Wednesday, 8 July 1863

Rose at 6.30 ― a lost morning. Penned till 8[.]

After breakfast ― wrote notes: to J. Arnold among others.

Frank & Kate L. came. ―

Willm. Lushington ― later. ― talk of the death of Sir H. Lushington, & of that of Sir Culling Eardley ― & of the life of his son.

Penned out, lunched ― & slept.

William & Mrs. Evans came: she sad at the nearer prospect of losing her mother. ― They are always kindly & generous. ―They took away the Παλαιοκαστρίτζα, & Dead Sea[.]

Penned out again till past 5 ― when Harrie & Mrs. Farquhar came. They were both very kindly & nice ― & to my surprise took away “Corfu from Virò,” & Castel S. Angelo.

At 7 ― walked out ― stronger & better than I have been yet ― & less giddy: called at Lady Hunter’s ― out: ― At the Crakes: they are in town, & Mr.
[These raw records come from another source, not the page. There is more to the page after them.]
use crate::error::{McpServerError, Result};
use crate::server::core::Registries;
use crate::server::specs::RootsChangedHandler;
use crate::session::{NotificationHandler, RequestHandler};
use crate::types::{
    CallToolParams, CompleteParams, CompletionReference, GetPromptParams, ListPromptsResult,
    ListResourceTemplatesResult, ListResourcesResult, ListToolsResult, ReadResourceParams,
    ServerCapabilities, SetLevelParams, SubscribeParams, ERROR_INVALID_PARAMS,
    METHOD_COMPLETION_COMPLETE, METHOD_LOGGING_SET_LEVEL, METHOD_PING, METHOD_PROMPTS_GET,
    METHOD_PROMPTS_LIST, METHOD_RESOURCES_LIST, METHOD_RESOURCES_READ,
    METHOD_RESOURCES_SUBSCRIBE, METHOD_RESOURCES_TEMPLATES_LIST, METHOD_RESOURCES_UNSUBSCRIBE,
    METHOD_TOOLS_CALL, METHOD_TOOLS_LIST, NOTIF_ROOTS_LIST_CHANGED,
};

/// The capability-gated dispatch tables a session routes through.
pub(crate) struct HandlerMaps {
    pub(crate) requests: std::collections::HashMap<String, RequestHandler>,
    pub(crate) notifications: std::collections::HashMap<String, NotificationHandler>,
}

/// Build the dispatch tables for `capabilities` over `registries`.
pub(crate) fn build_handler_maps(
    registries: &Arc<Registries>,
    capabilities: &ServerCapabilities,
    roots_changed: Option<RootsChangedHandler>,
) -> HandlerMaps {
    let mut requests = std::collections::HashMap::new();
    let mut notifications: std::collections::HashMap<String, NotificationHandler> =
        std::collections::HashMap::new();

    requests.insert(METHOD_PING.to_string(), ping_handler());

    if capabilities.tools.is_some() {
        requests.insert(
            METHOD_TOOLS_LIST.to_string(),
            tools_list_handler(Arc::clone(registries)),
        );
        requests.insert(
            METHOD_TOOLS_CALL.to_string(),
            tools_call_handler(Arc::clone(registries)),
        );
    }

    if let Some(resources) = &capabilities.resources {
        requests.insert(
            METHOD_RESOURCES_LIST.to_string(),
            resources_list_handler(Arc::clone(registries)),
        );
        requests.insert(
            METHOD_RESOURCES_TEMPLATES_LIST.to_string(),
            resource_templates_list_handler(Arc::clone(registries)),
        );
        requests.insert(
            METHOD_RESOURCES_READ.to_string(),
            resources_read_handler(Arc::clone(registries)),
        );
        if resources.subscribe == Some(true) {
            requests.insert(
                METHOD_RESOURCES_SUBSCRIBE.to_string(),
                resources_subscribe_handler(Arc::clone(registries)),
            );
            requests.insert(
                METHOD_RESOURCES_UNSUBSCRIBE.to_string(),
                resources_unsubscribe_handler(Arc::clone(registries)),
            );
        }
    }

    if capabilities.prompts.is_some() {
        requests.insert(
            METHOD_PROMPTS_LIST.to_string(),
            prompts_list_handler(Arc::clone(registries)),
        );
        requests.insert(
            METHOD_PROMPTS_GET.to_string(),
            prompts_get_handler(Arc::clone(registries)),
        );
    }

    if capabilities.completions.is_some() {
        requests.insert(
            METHOD_COMPLETION_COMPLETE.to_string(),
            completion_complete_handler(Arc::clone(registries)),
        );
    }

    if capabilities.logging.is_some() {
        requests.insert(METHOD_LOGGING_SET_LEVEL.to_string(), set_level_handler());
    }

    if let Some(consumer) = roots_changed {
        notifications.insert(
            NOTIF_ROOTS_LIST_CHANGED.to_string(),
            roots_changed_handler(consumer),
        );
    }

    HandlerMaps {
        requests,
        notifications,
    }
}

// ---------------------------------------------------------------------------
// Param helpers
// ---------------------------------------------------------------------------

/// Deserialize a request's raw params, treating an absent object as `{}`.
///
/// A shape mismatch becomes a `-32602 Invalid params` protocol error so the
/// session answers with the standard code instead of `-32603`.
fn parse_params<T>(params: Option<serde_json::Value>) -> Result<T>
where
    T: serde::de::DeserializeOwned,
{
    let value = params.unwrap_or(serde_json::Value::Object(serde_json::Map::new()));
    serde_json::from_value(value).map_err(|e| {
        McpServerError::Protocol {
            code: ERROR_INVALID_PARAMS,
            message: format!("Invalid params: {e}"),
        }
        .into()
    })
}

fn invalid_params(message: String) -> anyhow::Error {
    McpServerError::Protocol {
        code: ERROR_INVALID_PARAMS,
        message,
    }
    .into()
}

// ---------------------------------------------------------------------------
// Always-on handlers
// ---------------------------------------------------------------------------

fn ping_handler() -> RequestHandler {
    Arc::new(|_exchange, _params| Box::pin(async { Ok(serde_json::json!({})) }))
}

fn set_level_handler() -> RequestHandler {
    Arc::new(|exchange, params| {
        Box::pin(async move {
            let params: SetLevelParams = parse_params(params)?;
            exchange.channel().set_min_logging_level(params.level);
            Ok(serde_json::json!({}))
        })
    })
}

// ---------------------------------------------------------------------------
// Tool handlers
// ---------------------------------------------------------------------------

fn tools_list_handler(registries: Arc<Registries>) -> RequestHandler {
    Arc::new(move |_exchange, _params| {
        let registries = Arc::clone(&registries);
        Box::pin(async move {
            let mut tools: Vec<_> = registries
                .tools
                .read()
                .await
                .values()
                .map(|spec| spec.tool.clone())
                .collect();
            tools.sort_by(|a, b| a.name.cmp(&b.name));
            Ok(serde_json::to_value(ListToolsResult {
                tools,
                next_cursor: None,
            })?)
        })
    })
}

fn tools_call_handler(registries: Arc<Registries>) -> RequestHandler {
    Arc::new(move |exchange, params| {
        let registries = Arc::clone(&registries);
        Box::pin(async move {
            let params: CallToolParams = parse_params(params)?;
            let handler = {
                let tools = registries.tools.read().await;
                match tools.get(&params.name) {
                    Some(spec) => spec.handler(),
                    None => return Err(invalid_params(format!("Unknown tool: {}", params.name))),
                }
            };
            let result = handler.call(exchange, params).await?;
            Ok(serde_json::to_value(result)?)
        })
    })
}

// ---------------------------------------------------------------------------
// Resource handlers
// ---------------------------------------------------------------------------

fn resources_list_handler(registries: Arc<Registries>) -> RequestHandler {
    Arc::new(move |_exchange, _params| {
        let registries = Arc::clone(&registries);
        Box::pin(async move {
            // Templated registrations surface through resources/templates/list
            // instead.
            let resources: Vec<_> = registries
                .resources
                .read()
                .await
                .iter()
                .filter(|spec| !spec.is_templated())
                .map(|spec| spec.resource.clone())
                .collect();
            Ok(serde_json::to_value(ListResourcesResult {
                resources,
                next_cursor: None,
            })?)
        })
    })
}

fn resource_templates_list_handler(registries: Arc<Registries>) -> RequestHandler {
    Arc::new(move |_exchange, _params| {
        let registries = Arc::clone(&registries);
        Box::pin(async move {
            let resource_templates: Vec<_> = registries
                .resources
                .read()
                .await
                .iter()
                .filter_map(|spec| spec.to_resource_template())
                .collect();
            Ok(serde_json::to_value(ListResourceTemplatesResult {
                resource_templates,
                next_cursor: None,
            })?)
        })
    })
}

fn resources_read_handler(registries: Arc<Registries>) -> RequestHandler {
    Arc::new(move |exchange, params| {
        let registries = Arc::clone(&registries);
        Box::pin(async move {
            let params: ReadResourceParams = parse_params(params)?;
            // First match in registration order; no specificity ranking.
            let handler = {
                let resources = registries.resources.read().await;
                resources
                    .iter()
                    .find(|spec| spec.matches(&params.uri))
                    .map(|spec| Arc::clone(&spec.handler))
            };
            let Some(handler) = handler else {
                return Err(invalid_params(format!("Unknown resource: {}", params.uri)));
            };
            let result = handler(exchange, params).await?;
            Ok(serde_json::to_value(result)?)
        })
    })
}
Crake still living!!!!! Walked to the Chancellor’s ―― no one was in.

Partly walked back ― & then cab home by 7.30.

Dined at 8. ― reading Hypatia.[1]


[1] Charles Kingsley’s historical novel Hypatia, or New Foes with an Old Face (1853).

[Transcribed by Marco Graziosi from Houghton Library, Harvard University, MS Eng. 797.3. Image.]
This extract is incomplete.